§ Work instructions: I would like every record printed again, exactly as shown.

§ The records:
//! Core use-case services.
//!
//! # Responsibility
//! - Guard each registry behind a single shared mutation entry point.
//! - Emit stable structured log events for every applied command.
//! - Keep presentation layers decoupled from registry internals.

pub mod issue_service;
pub mod sheet_service;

§ Output below:
//! Core use-case services.
//!
//! # Responsibility
//! - Guard each registry behind a single shared mutation entry point.
//! - Emit stable structured log events for every applied command.
//! - Keep presentation layers decoupled from registry internals.

pub mod issue_service;
pub mod sheet_service;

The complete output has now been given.